NARMAX model representation; In Non-linear Auto-Regressive Moving Average with eX- ogenous input (NARMAX) model representation, an extension of the ARMAX model for linear systems is a form of system representation with non-linear difference equations or polynomials. This form has generated much interest as a result of these qualities;
1. No restrictions to the nature of signal inputs unlike the others previously studied
2. Its model parameters are linear thus rendering analysis simpler
3. Physical interpretations of the models are possible under certain conditions
4. It allows for integration of other formulations like the block oriented, and Volterra series model structures
The NARMAX model structure has successfully been applied to systems modelling and identification problems as illustrated in the following.

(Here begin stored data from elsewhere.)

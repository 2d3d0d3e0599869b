//! Code generation from AST to bytecode.

use std::rc::Rc;

use crate::Error;
use crate::ast::{BinaryOp, Expr, LogicalOp, Program, Stmt, UnaryOp};
use crate::compiler::bytecode::{Chunk, Const, FunctionProto, OpCode};

/// Compiles an AST into bytecode chunks.
#[derive(Default)]
pub struct Compiler {
    chunk: Chunk,
}

impl Compiler {
    /// Creates a new compiler.
    pub fn new() -> Self {
        Self::default()
    }

    /// Compiles a top-level program into a script chunk.
    ///
    /// The chunk ends with `Halt`; the completion slot carries the value of
    /// the last expression statement, matching eval semantics.
    pub fn compile(mut self, program: &Program) -> Result<Chunk, Error> {
        for stmt in &program.body {
            self.statement(stmt, true)?;
        }
        self.chunk.emit(OpCode::Halt, 0);
        Ok(self.chunk)
    }

    fn compile_function(
        name: Option<String>,
        params: &[String],
        body: &[Stmt],
    ) -> Result<FunctionProto, Error> {
        let mut inner = Compiler::new();
        for stmt in body {
            inner.statement(stmt, false)?;
        }
        // Implicit `return undefined` for bodies that fall off the end
        inner.chunk.emit(OpCode::LoadUndefined, 0);
        inner.chunk.emit(OpCode::Return, 0);
        Ok(FunctionProto {
            name,
            params: params.to_vec(),
            chunk: inner.chunk,
        })
    }

    fn statement(&mut self, stmt: &Stmt, top_level: bool) -> Result<(), Error> {
        match stmt {
            Stmt::Empty => {}
            Stmt::Expr(expr) => {
                self.expression(expr)?;
                // At the top level the value feeds the completion slot;
                // inside a function it is discarded.
                if top_level {
                    self.chunk.emit(OpCode::StoreCompletion, 0);
                } else {
                    self.chunk.emit(OpCode::Pop, 0);
                }
            }
            Stmt::VarDecl { name, init } => {
                match init {
                    Some(expr) => self.expression(expr)?,
                    None => {
                        self.chunk.emit(OpCode::LoadUndefined, 0);
                    }
                }
                let idx = self.name_const(name);
                self.chunk.emit(OpCode::DeclareName, idx);
            }
            Stmt::FunctionDecl { name, params, body } => {
                let proto = Self::compile_function(Some(name.clone()), params, body)?;
                let idx = self.chunk.add_const(Const::Function(Rc::new(proto)));
                self.chunk.emit(OpCode::Closure, idx);
                let name_idx = self.name_const(name);
                self.chunk.emit(OpCode::DeclareName, name_idx);
            }
            Stmt::Return(value) => {
                match value {
                    Some(expr) => self.expression(expr)?,
                    None => {
                        self.chunk.emit(OpCode::LoadUndefined, 0);
                    }
                }
                self.chunk.emit(OpCode::Return, 0);
            }
            Stmt::If {
                test,
                consequent,
                alternate,
            } => {
                self.expression(test)?;
                let to_else = self.chunk.emit(OpCode::JumpIfFalse, 0);
                for stmt in consequent {
                    self.statement(stmt, top_level)?;
                }
                match alternate {
                    Some(alternate) => {
                        let to_end = self.chunk.emit(OpCode::Jump, 0);
                        let else_at = self.chunk.code.len();
                        self.chunk.patch_jump(to_else, else_at);
                        for stmt in alternate {
                            self.statement(stmt, top_level)?;
                        }
                        let end = self.chunk.code.len();
                        self.chunk.patch_jump(to_end, end);
                    }
                    None => {
                        let end = self.chunk.code.len();
                        self.chunk.patch_jump(to_else, end);
                    }
                }
            }
            Stmt::While { test, body } => {
                let loop_start = self.chunk.code.len();
                self.expression(test)?;
                let to_end = self.chunk.emit(OpCode::JumpIfFalse, 0);
                for stmt in body {
                    self.statement(stmt, top_level)?;
                }
                self.chunk.emit(OpCode::Jump, loop_start as u32);
                let end = self.chunk.code.len();
                self.chunk.patch_jump(to_end, end);
            }
        }
        Ok(())
    }

    fn expression(&mut self, expr: &Expr) -> Result<(), Error> {
        match expr {
            Expr::Number(n) => {
                let idx = self.chunk.add_const(Const::Number(*n));
                self.chunk.emit(OpCode::LoadConst, idx);
            }
            Expr::String(s) => {
                let idx = self.chunk.add_const(Const::String(s.clone()));
                self.chunk.emit(OpCode::LoadConst, idx);
            }
            Expr::Boolean(true) => {
                self.chunk.emit(OpCode::LoadTrue, 0);
            }
            Expr::Boolean(false) => {
                self.chunk.emit(OpCode::LoadFalse, 0);
            }
            Expr::Null => {
                self.chunk.emit(OpCode::LoadNull, 0);
            }
            Expr::Identifier(name) if name == "undefined" => {
                self.chunk.emit(OpCode::LoadUndefined, 0);
            }
            Expr::Identifier(name) => {
                let idx = self.name_const(name);
                self.chunk.emit(OpCode::LoadName, idx);
            }
            Expr::Object(props) => {
                self.chunk.emit(OpCode::NewObject, 0);
                for (key, value) in props {
                    self.expression(value)?;
                    let idx = self.name_const(key);
                    self.chunk.emit(OpCode::InitProperty, idx);
                }
            }
            Expr::Array(elements) => {
                for element in elements {
                    self.expression(element)?;
                }
                self.chunk.emit(OpCode::NewArray, elements.len() as u32);
            }
            Expr::Member { object, property } => {
                self.expression(object)?;
                let idx = self.name_const(property);
                self.chunk.emit(OpCode::GetProperty, idx);
            }
            Expr::Index { object, index } => {
                self.expression(object)?;
                self.expression(index)?;
                self.chunk.emit(OpCode::GetIndex, 0);
            }
            Expr::Call { callee, args } => {
                self.expression(callee)?;
                for arg in args {
                    self.expression(arg)?;
                }
                self.chunk.emit(OpCode::Call, args.len() as u32);
            }
            Expr::Assign { target, value } => match target.as_ref() {
                Expr::Identifier(name) => {
                    self.expression(value)?;
                    let idx = self.name_const(name);
                    self.chunk.emit(OpCode::StoreName, idx);
                }
                Expr::Member { object, property } => {
                    self.expression(object)?;
                    self.expression(value)?;
                    let idx = self.name_const(property);
                    self.chunk.emit(OpCode::SetProperty, idx);
                }
                Expr::Index { object, index } => {
                    self.expression(object)?;
                    self.expression(index)?;
                    self.expression(value)?;
                    self.chunk.emit(OpCode::SetIndex, 0);
                }
                _ => {
                    return Err(Error::SyntaxError("invalid assignment target".into()));
                }
            },
            Expr::Binary { op, left, right } => {
                self.expression(left)?;
                self.expression(right)?;
                let opcode = match op {
                    BinaryOp::Add => OpCode::Add,
                    BinaryOp::Sub => OpCode::Sub,
                    BinaryOp::Mul => OpCode::Mul,
                    BinaryOp::Div => OpCode::Div,
                    BinaryOp::Mod => OpCode::Mod,
                    BinaryOp::Eq => OpCode::Eq,
                    BinaryOp::Ne => OpCode::Ne,
                    BinaryOp::StrictEq => OpCode::StrictEq,
                    BinaryOp::StrictNe => OpCode::StrictNe,
                    BinaryOp::Lt => OpCode::Lt,
                    BinaryOp::Le => OpCode::Le,
                    BinaryOp::Gt => OpCode::Gt,
                    BinaryOp::Ge => OpCode::Ge,
                };
                self.chunk.emit(opcode, 0);
            }
            Expr::Logical { op, left, right } => {
                self.expression(left)?;
                let short = match op {
                    LogicalOp::And => self.chunk.emit(OpCode::JumpIfFalseKeep, 0),
                    LogicalOp::Or => self.chunk.emit(OpCode::JumpIfTrueKeep, 0),
                };
                self.chunk.emit(OpCode::Pop, 0);
                self.expression(right)?;
                let end = self.chunk.code.len();
                self.chunk.patch_jump(short, end);
            }
            Expr::Unary { op, operand } => {
                self.expression(operand)?;
                let opcode = match op {
                    UnaryOp::Neg => OpCode::Neg,
                    UnaryOp::Not => OpCode::Not,
                    UnaryOp::TypeOf => OpCode::TypeOf,
                };
                self.chunk.emit(opcode, 0);
            }
            Expr::Function { name, params, body } => {
                let proto = Self::compile_function(name.clone(), params, body)?;
                let idx = self.chunk.add_const(Const::Function(Rc::new(proto)));
                self.chunk.emit(OpCode::Closure, idx);
            }
        }
        Ok(())
    }

    fn name_const(&mut self, name: &str) -> u32 {
        self.chunk.add_const(Const::String(name.to_string()))
    }
}

#[cfg(test)]
mod tests {
    use super::*;
    use crate::parser::Parser;

    fn compile_source(src: &str) -> Result<Chunk, Error> {
        let program = Parser::new(src).parse_program()?;
        Compiler::new().compile(&program)
    }

    fn compile_ok(src: &str) -> Chunk {
        compile_source(src).expect("compilation should succeed")
    }

    #[test]
    fn test_compile_empty_program() {
        let chunk = compile_ok("");
        assert_eq!(chunk.code.len(), 1);
        assert_eq!(chunk.code[0].op, OpCode::Halt);
    }

    #[test]
    fn test_compile_number_literal() {
        let chunk = compile_ok("42;");
        assert_eq!(chunk.code[0].op, OpCode::LoadConst);
        assert_eq!(chunk.code[1].op, OpCode::StoreCompletion);
    }

    #[test]
    fn test_compile_binary_ops() {
        compile_ok("1 + 2;");
        compile_ok("5 - 3;");
        compile_ok("2 * 3 / 4 % 5;");
        compile_ok("1 < 2;");
        compile_ok("1 === 2;");
    }

    #[test]
    fn test_compile_variables() {
        let chunk = compile_ok("var x = 1; x;");
        assert!(chunk.code.iter().any(|i| i.op == OpCode::DeclareName));
        assert!(chunk.code.iter().any(|i| i.op == OpCode::LoadName));
    }

    #[test]
    fn test_compile_function_nesting() {
        let chunk = compile_ok("function f(a) { return a + 1; }");
        let nested = chunk
            .consts
            .iter()
            .any(|c| matches!(c, Const::Function(_)));
        assert!(nested);
    }

    #[test]
    fn test_compile_const_pool_dedup() {
        let chunk = compile_ok("x = x + x;");
        let names = chunk
            .consts
            .iter()
            .filter(|c| matches!(c, Const::String(s) if s == "x"))
            .count();
        assert_eq!(names, 1);
    }

    #[test]
    fn test_compile_if_patches_jumps() {
        let chunk = compile_ok("if (true) { 1; } else { 2; }");
        for instr in &chunk.code {
            if matches!(instr.op, OpCode::Jump | OpCode::JumpIfFalse) {
                assert!((instr.operand as usize) <= chunk.code.len());
            }
        }
    }

    #[test]
    fn test_compile_logical_short_circuit() {
        let chunk = compile_ok("true && false;");
        assert!(chunk.code.iter().any(|i| i.op == OpCode::JumpIfFalseKeep));
    }
}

Piece-wise linear models; These are representations of approximations of the system non- linearities localized at various regions of operation. This technique has also be used often where it is nearly impossible to obtain a single model representation of the system capturing most of the system characteristics. One major issue with this model is the determination of the regions of model validity.
2.4.3
The system identification process
The basic motivation in system identification is; given a model structure of a system to obtain the estimation of model parameters adequate for replication of the system from the input-output data set. The models obtained could therefore be;
1. Linear or non-linear
2. Static or dynamic
3. Continuous-time or discrete-time
4. Deterministic or stochastic
5. Parametric (lumped or distributed) or non-parametric
6. Phenomenological or representative
Insight and prior knowledge of a system are often helpful in the determination of an adequate model structure for the system and estimation of its parameters to fit the data to a given model structure. Many a time identification problems reduce to curve fitting optimisation problems, minimizing the difference between the measured output data and the model structure often in a square-error-sense. Minimization of a cost function subject to some constraints can often take any of the many forms in the previous section depending on the purpose and the level of physical insight employed.
In chapter 4, a carefully designed set of experiments would be performed for the purpose of using the input-output data from such experiments to identify the parameters of the proposed model structure and some other model of friction. In the next section a review of friction compensation and control schemes adopted for frictional systems is undertaken since one of the research objectives is to identify models adequate for the purposes of control.